I do realize that this is bad design from the very start, however I'm stuck with this library and there's also no way for me to change its implementation.
回答1:
There is a typeid operator, which returns an instance of std::type_info, with which you can get the name of the type.
Not sure if that will help you though. First, the returned name is not guaranteed to be the same across implementations. Second - what would you do once you have the name? You'd compare it with your pre-defined names probably, but that is probably slower than a bunch of dynamic_cast's.
Without type support built into your Base class or a new intermediate layer of hierarchy, dynamic_cast is your best choice. In reality it will be very fast (usually just a single compare instruction).
By intermediate layer I mean:
class Base {
public:
virtual ~Base() {}
};
class T1Base : public Base {};
class T2Base : public Base {};
template <typename T> class T1 : public T1Base {};
template <typename T> class T2 : public T2Base {};
int main() {
Base *b = find_by_name();
if (dynamic_cast<T1Base*>(b))
cout << "T1" << endl;
else if (dynamic_cast<T2Base*>(b))
cout << "T2" << endl;
else
cout << "unknown" << endl;
delete b;
return 0;
}
回答2:
There's something like typeid http://en.cppreference.com/w/cpp/language/typeid, which applied to polymorphic expression will evaluate in a runtime to its type representation.
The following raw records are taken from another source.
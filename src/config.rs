//! Processing configuration.

use std::fs;
use std::path::Path;

use anyhow::{Context, Result};
use serde::{Deserialize, Serialize};

use crate::resample::DEFAULT_INTERVAL_MS;

/// Minimum raw points a series needs before the session is worth modeling.
pub const DEFAULT_MIN_POINTS: usize = 100;

/// Tunables for a batch run.
///
/// Loaded from an optional TOML file; missing fields fall back to the
/// defaults, and CLI flags override individual fields on top of that.
#[derive(Debug, Clone, PartialEq, Serialize, Deserialize)]
#[serde(default, deny_unknown_fields)]
pub struct Config {
    /// Regular-grid sampling interval in milliseconds.
    pub interval_ms: i64,
    /// Minimum raw points both series need for a session to be kept.
    pub min_points: usize,
}

impl Default for Config {
    fn default() -> Self {
        Self {
            interval_ms: DEFAULT_INTERVAL_MS,
            min_points: DEFAULT_MIN_POINTS,
        }
    }
}

impl Config {
    /// Read a config file, failing on unknown keys so typos surface early.
    pub fn load(path: &Path) -> Result<Self> {
        let content = fs::read_to_string(path)
            .with_context(|| format!("Failed to read config file: {}", path.display()))?;
        toml::from_str(&content)
            .with_context(|| format!("Invalid config file: {}", path.display()))
    }
}
//! cellprep command-line entry point.

mod commands;

use anyhow::Result;
use clap::{CommandFactory, Parser, Subcommand};
use clap_complete::Shell;
use tracing_subscriber::EnvFilter;

/// Version string: git hash and build date for dev builds, clean version
/// for official builds (`--features release`).
#[cfg(not(feature = "release"))]
const VERSION: &str = concat!(
    env!("CARGO_PKG_VERSION"),
    " (",
    env!("VERGEN_GIT_SHA"),
    " ",
    env!("CELLPREP_BUILD_DATE"),
    ")"
);
#[cfg(feature = "release")]
const VERSION: &str = concat!(env!("CARGO_PKG_VERSION"), " (", env!("CELLPREP_BUILD_DATE"), ")");

#[derive(Parser)]
#[command(
    name = "cellprep",
    version = VERSION,
    about = "Convert cellular diagnostic log dumps into aligned time series"
)]
struct Cli {
    #[command(subcommand)]
    command: Command,
}

#[derive(Subcommand)]
enum Command {
    /// Process trial log files into aligned bandwidth/RSRP pairs
    Process(commands::process::ProcessArgs),
    /// Generate shell completions
    Completions {
        #[arg(value_enum)]
        shell: Shell,
    },
}

#[cfg(not(tarpaulin_include))]
fn main() -> Result<()> {
    tracing_subscriber::fmt()
        .with_env_filter(
            EnvFilter::try_from_default_env().unwrap_or_else(|_| EnvFilter::new("warn")),
        )
        .with_writer(std::io::stderr)
        .init();

    let cli = Cli::parse();
    match cli.command {
        Command::Process(args) => commands::process::handle(args),
        Command::Completions { shell } => {
            clap_complete::generate(
                shell,
                &mut Cli::command(),
                "cellprep",
                &mut std::io::stdout(),
            );
            Ok(())
        }
    }
}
Following wiki example: https://en.wikipedia.org/wiki/Run-time_type_information#dynamic_cast
#include <iostream>
#include <typeinfo> // for 'typeid'
class Person {
public:
virtual ~Person() {}
};
class Employee : public Person {
};
int main()
{
Person person;
Employee employee;
Person* ptr = &employee;
Person& ref = employee;
// The string returned by typeid::name is implementation-defined
// Person (statically known at compile-time)
std::cout << typeid(person).name() << std::endl;
// Employee (statically known at compile-time)
std::cout << typeid(employee).name() << std::endl;
// Person* (statically known at compile-time)
std::cout << typeid(ptr).name() << std::endl;
/* Employee (looked up dynamically at run-time
* because it is the dereference of a
* pointer to a polymorphic class) */
std::cout << typeid(*ptr).name() << std::endl;
// Employee (references can also be polymorphic)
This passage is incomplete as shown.